In this study, a novel digital interface design framework is used to create custom prosthetic liners and sockets for n=8 subjects consisting of 9 limbs. This method uses MRI/CT 3D imaging to construct a computational limb model from which a liner and socket are designed and optimized using physics-based FEA modifications. These interfaces are compared against conventionally-designed ones in a clinical trial that involves kinematic, thermal, pressure, and questionnaire assessments. The novel interfaces are shown to significantly reduce antalgic gait, reduce pressure at the anterior distal tibia, and improve overall comfort during quiet standing. Subjects also reported the novel interfaces reduce pain on the posterior interface region while standing and medial region while walking. Furthermore, there are no aspects in which the novel interfaces are shown to have lower efficacy than the evaluated conventional interfaces. Qualitative feedback from subjects shows positive response to the fit of the novel interfaces and general optimism regarding implementation of this method. In addition to its potential health benefits, the digital design framework can reduce the time and cost of prosthetic interface design, making it a powerful tool in the mission to democratize high-quality prosthetic care.
Methods
The experimental protocol consisted of two primary components: design and evaluation. The design of the novel prosthetic interfaces in this paper utilized an improved version of the framework proposed by Moerman et al.34. Figure 4 shows an overview of this modified framework. In this paper, framework will refer to the entire process from imaging to fabrication (steps A–L in Fig. 4). Algorithm or design algorithm will refer to the interface design process within the framework, steps D–K in Fig. 4. The evaluation took place both in the Biomechatronics Lab at the MIT Media Lab (75 Amherst St., Cambridge, MA, USA) and in the Biomechatronics Lab at Tecnológico de Monterrey (Guadalajara, MX).
Fig. 4.
Map of digital prosthetic interface design framework to evaluation, based on Fig. 3 in Moerman et al., modified and updated34. (A) 3D imaging via MRI or CT. For each subject, a series of medical images covering the complete lower leg and part of the upper leg were obtained. Parameters for imaging are given in Table B6 in the supplementary materials. (B) Biomechanical model reconstruction through segmentation. Components including tibia, femur, patella, patella tendon, and skin were segmented and reconstructed separately and assembled based on their actual position and orientation. (C) Digital image correlation (DIC). Details given in the Digital Image Correlation subsection. (D–E) Preliminary socket and liner design. A direction for body weight loading based on the mechanical axis of human standing was defined. The model was reoriented with this load line parallel to the z axis. Preliminary liner and the socket designs were based on the morphology of the biomechanical limb model, without fitting pressures applied. (F) Pressure region definitions for the socket and the liner design.
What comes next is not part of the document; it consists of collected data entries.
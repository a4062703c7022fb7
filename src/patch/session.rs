//! One patch run against one target file.
//!
//! A session loads the target from a temporary copy, so the original file is not held open
//! while patches run, and loads the reference modules from the target's directory. Patches
//! edit the in-memory module only. Nothing touches the original file until
//! [`PatchSession::commit`], which writes the whole module in one atomic replace. Dropping a
//! session without committing leaves the original untouched, and the temporary copy is
//! removed either way.
//!
//! # Examples
//!
//! ```rust,no_run
//! use ilpatch::patch::PatchSession;
//! use ilpatch::patches::{default_patch_set, REFERENCE_MODULES};
//! use std::path::Path;
//!
//! let mut session = PatchSession::open(Path::new("Managed/Assembly-CSharp.dll"), REFERENCE_MODULES)?;
//! session.apply(&default_patch_set()?)?;
//! let report = session.commit()?;
//! println!("{} -> {}", report.sha1_before, report.sha1_after);
//! # Ok::<(), ilpatch::Error>(())
//! ```

use std::{
    io::Write,
    path::{Path, PathBuf},
};

use log::info;
use tempfile::NamedTempFile;

use crate::{
    file::{sha1_hex, write_atomic, File},
    metadata::{Module, References},
    patch::set::{PatchContext, PatchOutcome, PatchSet},
    Error::FileNotFound,
    Result,
};

/// Result of a finished session.
#[derive(Debug, Clone, PartialEq, Eq)]
pub struct PatchReport {
    /// The patched file
    pub target: PathBuf,
    /// Name of the patched module
    pub module: String,
    /// Every procedure that was applied, in order
    pub outcomes: Vec<PatchOutcome>,
    /// SHA-1 of the file before patching
    pub sha1_before: String,
    /// SHA-1 of the patched image
    pub sha1_after: String,
    /// False for a dry run
    pub written: bool,
}

/// An open target plus its reference modules.
pub struct PatchSession {
    target: PathBuf,
    working_copy: NamedTempFile,
    module: Module,
    references: References,
    sha1_before: String,
    outcomes: Vec<PatchOutcome>,
}

impl PatchSession {
    /// Opens `target` and the reference modules named in `reference_names`, which are
    /// looked up in the target's directory.
    ///
    /// # Errors
    /// Returns [`crate::Error::FileNotFound`] if the target or a reference module is
    /// missing, and parse errors of any module.
    pub fn open(target: &Path, reference_names: &[&str]) -> Result<Self> {
        if !target.is_file() {
            return Err(FileNotFound(target.to_path_buf()));
        }

        let original = File::from_file(target)?;
        let sha1_before = original.sha1_hex();

        let mut working_copy = NamedTempFile::new()?;
        working_copy.write_all(original.data())?;
        working_copy.flush()?;
        drop(original);

        let module = Module::from_file(working_copy.path())?;
        info!(
            "Opened {} ({} types, sha1 {sha1_before})",
            target.display(),
            module.types().len()
        );

        let directory = match target.parent() {
            Some(parent) if !parent.as_os_str().is_empty() => parent,
            _ => Path::new("."),
        };
        let references = References::open(directory, reference_names)?;
        info!("Loaded {} reference module(s)", references.modules().len());

        Ok(PatchSession {
            target: target.to_path_buf(),
            working_copy,
            module,
            references,
            sha1_before,
            outcomes: Vec::new(),
        })
    }

    /// The file that will be replaced on commit.
    #[must_use]
    pub fn target(&self) -> &Path {
        &self.target
    }

    /// The temporary copy the module was loaded from.
    #[must_use]
    pub fn working_copy(&self) -> &Path {
        self.working_copy.path()
    }

    /// The module being patched.
    #[must_use]
    pub fn module(&self) -> &Module {
        &self.module
    }

    /// The module being patched, for edits outside a patch set.
    pub fn module_mut(&mut self) -> &mut Module {
        &mut self.module
    }

    /// The reference modules.
    #[must_use]
    pub fn references(&self) -> &References {
        &self.references
    }

    /// Procedures applied so far.
    #[must_use]
    pub fn outcomes(&self) -> &[PatchOutcome] {
        &self.outcomes
    }

    /// Runs every procedure of `set` against the module.
    ///
    /// # Errors
    /// Returns [`crate::Error::PatchFailed`] for the first failing procedure. The session
    /// should then be dropped; the original file has not been touched.
    pub fn apply(&mut self, set: &PatchSet) -> Result<&[PatchOutcome]> {
        let mut cx = PatchContext::new(&mut self.module, &self.references);
        let outcomes = set.apply(&mut cx)?;
        self.outcomes.extend(outcomes);
        Ok(&self.outcomes)
    }

    /// Encodes the module and replaces the target with it.
    ///
    /// # Errors
    /// Returns encoding errors, or [`crate::Error::FileError`] and
    /// [`crate::Error::Persist`] if writing fails. The original file is intact in every
    /// error case.
    pub fn commit(self) -> Result<PatchReport> {
        let bytes = self.module.to_bytes()?;
        write_atomic(&self.target, &bytes)?;
        info!("Saved {} ({} bytes)", self.target.display(), bytes.len());

        Ok(self.into_report(&bytes, true))
    }

    /// Encodes the module without writing it, to check that every edit can be saved.
    ///
    /// # Errors
    /// Returns encoding errors.
    pub fn dry_run(self) -> Result<PatchReport> {
        let bytes = self.module.to_bytes()?;
        info!("Dry run, {} left unchanged", self.target.display());

        Ok(self.into_report(&bytes, false))
    }

    fn into_report(self, bytes: &[u8], written: bool) -> PatchReport {
        PatchReport {
            target: self.target,
            module: self.module.name().to_string(),
            outcomes: self.outcomes,
            sha1_before: self.sha1_before,
            sha1_after: sha1_hex(bytes),
            written,
        }
    }
}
The liner contains four pressure regions: distal, lower leg (below-knee), knee (around-knee) and upper leg (above-knee) The socket contains four regions: distal, fibular head, patellar tendon, and residual (rest of socket). Details given in the digital design subsection. (G–J) Finite element simulation and optimization loop. The aim was to make the load distribution more even, maximize load bearing around patella bar region, and minimize pressure around sensitive regions after applying body weight. Details given in the digital design subsection. (K) Further modification such as mesh manipulation and liner extension. The modifications were based on subject fitting feedback and measure quadriceps data. (L) Fabrication by 3D printing. (M) Clinical evaluation. Kinematics, pressure in the interface between the skin and the liner, thermal images, and questionnaires were collected and to evaluate comfort of the interface.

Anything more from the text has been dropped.